* **Task goal**
When a line contains the string "width", it counts once; give the total of such lines in the entries below and nothing else.

Collected data
----------

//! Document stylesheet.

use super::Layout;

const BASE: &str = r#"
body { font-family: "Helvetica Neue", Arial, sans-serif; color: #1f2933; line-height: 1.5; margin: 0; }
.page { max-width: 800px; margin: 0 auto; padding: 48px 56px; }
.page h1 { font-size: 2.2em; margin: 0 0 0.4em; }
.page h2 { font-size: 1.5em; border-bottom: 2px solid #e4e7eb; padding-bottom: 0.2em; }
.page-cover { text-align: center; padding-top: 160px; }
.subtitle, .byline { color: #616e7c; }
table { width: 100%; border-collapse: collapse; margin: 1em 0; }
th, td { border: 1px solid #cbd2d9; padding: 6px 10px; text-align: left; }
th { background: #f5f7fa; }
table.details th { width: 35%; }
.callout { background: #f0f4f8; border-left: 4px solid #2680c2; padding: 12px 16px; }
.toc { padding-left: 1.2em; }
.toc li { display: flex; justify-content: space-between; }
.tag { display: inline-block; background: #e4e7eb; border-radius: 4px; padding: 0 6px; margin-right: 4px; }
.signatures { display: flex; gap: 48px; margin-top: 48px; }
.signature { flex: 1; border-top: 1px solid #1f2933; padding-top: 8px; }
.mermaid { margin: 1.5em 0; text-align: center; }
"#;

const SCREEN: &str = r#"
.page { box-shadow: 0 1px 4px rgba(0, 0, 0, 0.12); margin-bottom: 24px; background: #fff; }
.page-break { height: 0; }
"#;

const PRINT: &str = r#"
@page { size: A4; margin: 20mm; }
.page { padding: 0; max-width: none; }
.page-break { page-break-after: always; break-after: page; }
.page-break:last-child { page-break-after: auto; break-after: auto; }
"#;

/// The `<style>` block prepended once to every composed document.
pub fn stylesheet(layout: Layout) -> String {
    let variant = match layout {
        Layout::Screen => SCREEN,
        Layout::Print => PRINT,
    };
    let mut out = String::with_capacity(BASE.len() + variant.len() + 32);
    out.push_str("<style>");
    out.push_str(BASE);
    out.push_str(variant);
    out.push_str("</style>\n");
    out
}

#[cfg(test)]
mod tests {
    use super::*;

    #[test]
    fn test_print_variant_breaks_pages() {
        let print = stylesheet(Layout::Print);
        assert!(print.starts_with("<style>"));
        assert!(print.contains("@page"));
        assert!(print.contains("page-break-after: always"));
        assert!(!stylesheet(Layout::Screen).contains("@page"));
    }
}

----------

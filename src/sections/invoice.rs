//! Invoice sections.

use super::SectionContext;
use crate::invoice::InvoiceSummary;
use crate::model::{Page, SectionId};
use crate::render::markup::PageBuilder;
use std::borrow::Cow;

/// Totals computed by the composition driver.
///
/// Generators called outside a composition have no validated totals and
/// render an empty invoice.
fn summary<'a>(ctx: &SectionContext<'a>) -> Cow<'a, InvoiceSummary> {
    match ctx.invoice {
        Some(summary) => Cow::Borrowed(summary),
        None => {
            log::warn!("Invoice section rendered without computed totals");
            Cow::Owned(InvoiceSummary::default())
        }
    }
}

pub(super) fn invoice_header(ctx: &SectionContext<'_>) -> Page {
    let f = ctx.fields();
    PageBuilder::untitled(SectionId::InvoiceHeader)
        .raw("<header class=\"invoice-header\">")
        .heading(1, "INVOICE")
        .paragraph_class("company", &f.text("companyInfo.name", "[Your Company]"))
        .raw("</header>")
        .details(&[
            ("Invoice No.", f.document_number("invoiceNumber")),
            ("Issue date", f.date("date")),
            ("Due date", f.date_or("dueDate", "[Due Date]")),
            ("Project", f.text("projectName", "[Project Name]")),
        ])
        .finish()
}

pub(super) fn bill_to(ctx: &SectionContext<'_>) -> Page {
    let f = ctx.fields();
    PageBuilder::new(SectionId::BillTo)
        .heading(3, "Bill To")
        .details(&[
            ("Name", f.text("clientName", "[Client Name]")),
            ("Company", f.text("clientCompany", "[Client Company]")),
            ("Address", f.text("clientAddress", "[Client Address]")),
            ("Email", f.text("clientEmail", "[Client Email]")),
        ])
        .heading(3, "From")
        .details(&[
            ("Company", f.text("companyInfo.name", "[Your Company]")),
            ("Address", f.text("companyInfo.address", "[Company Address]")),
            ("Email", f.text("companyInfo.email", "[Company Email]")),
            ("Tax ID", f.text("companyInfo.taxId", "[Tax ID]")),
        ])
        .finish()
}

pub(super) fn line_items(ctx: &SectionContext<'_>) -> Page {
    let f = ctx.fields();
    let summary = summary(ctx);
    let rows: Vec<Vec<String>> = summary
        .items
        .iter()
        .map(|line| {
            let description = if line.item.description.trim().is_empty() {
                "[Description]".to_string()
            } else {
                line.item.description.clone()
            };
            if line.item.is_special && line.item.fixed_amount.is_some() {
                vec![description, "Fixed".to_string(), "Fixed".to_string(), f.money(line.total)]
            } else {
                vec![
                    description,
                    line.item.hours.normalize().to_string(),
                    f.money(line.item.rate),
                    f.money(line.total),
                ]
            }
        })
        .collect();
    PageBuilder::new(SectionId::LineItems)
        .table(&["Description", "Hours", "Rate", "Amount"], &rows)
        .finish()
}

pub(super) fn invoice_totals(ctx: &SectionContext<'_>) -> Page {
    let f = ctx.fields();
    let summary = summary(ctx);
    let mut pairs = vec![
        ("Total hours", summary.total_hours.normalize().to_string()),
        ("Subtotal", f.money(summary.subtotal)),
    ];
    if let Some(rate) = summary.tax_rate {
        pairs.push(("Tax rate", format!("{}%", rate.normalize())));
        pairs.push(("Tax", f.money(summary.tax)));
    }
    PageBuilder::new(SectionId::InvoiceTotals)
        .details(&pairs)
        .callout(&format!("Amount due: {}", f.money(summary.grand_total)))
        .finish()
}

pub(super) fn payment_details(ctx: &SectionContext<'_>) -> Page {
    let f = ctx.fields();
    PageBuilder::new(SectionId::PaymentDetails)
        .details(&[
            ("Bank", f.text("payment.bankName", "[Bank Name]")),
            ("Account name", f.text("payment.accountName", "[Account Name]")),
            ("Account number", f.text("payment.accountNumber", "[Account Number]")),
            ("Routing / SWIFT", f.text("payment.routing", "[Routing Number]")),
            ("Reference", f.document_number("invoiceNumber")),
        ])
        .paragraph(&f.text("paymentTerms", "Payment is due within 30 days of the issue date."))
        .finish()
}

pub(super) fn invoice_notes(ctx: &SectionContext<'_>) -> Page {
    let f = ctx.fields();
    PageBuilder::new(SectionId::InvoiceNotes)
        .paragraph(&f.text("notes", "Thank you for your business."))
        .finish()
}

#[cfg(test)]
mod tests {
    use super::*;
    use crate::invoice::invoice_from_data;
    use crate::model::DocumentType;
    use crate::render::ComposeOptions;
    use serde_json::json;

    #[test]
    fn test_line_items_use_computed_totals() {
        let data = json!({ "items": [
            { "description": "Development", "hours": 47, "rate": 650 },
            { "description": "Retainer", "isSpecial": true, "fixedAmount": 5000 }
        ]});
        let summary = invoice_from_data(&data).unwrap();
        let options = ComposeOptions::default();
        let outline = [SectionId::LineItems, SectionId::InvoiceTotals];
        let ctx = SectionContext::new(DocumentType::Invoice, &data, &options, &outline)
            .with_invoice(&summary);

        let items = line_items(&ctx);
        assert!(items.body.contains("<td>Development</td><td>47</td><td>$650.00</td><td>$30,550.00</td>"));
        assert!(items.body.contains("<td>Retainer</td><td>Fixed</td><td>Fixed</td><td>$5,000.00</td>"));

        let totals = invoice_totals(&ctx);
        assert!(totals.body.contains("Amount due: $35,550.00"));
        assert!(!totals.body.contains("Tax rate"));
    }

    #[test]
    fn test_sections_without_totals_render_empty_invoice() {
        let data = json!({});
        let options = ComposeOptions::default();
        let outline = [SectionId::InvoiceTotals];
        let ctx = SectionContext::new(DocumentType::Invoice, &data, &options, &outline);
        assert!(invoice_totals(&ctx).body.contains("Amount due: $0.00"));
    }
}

----------

* **Task output**
4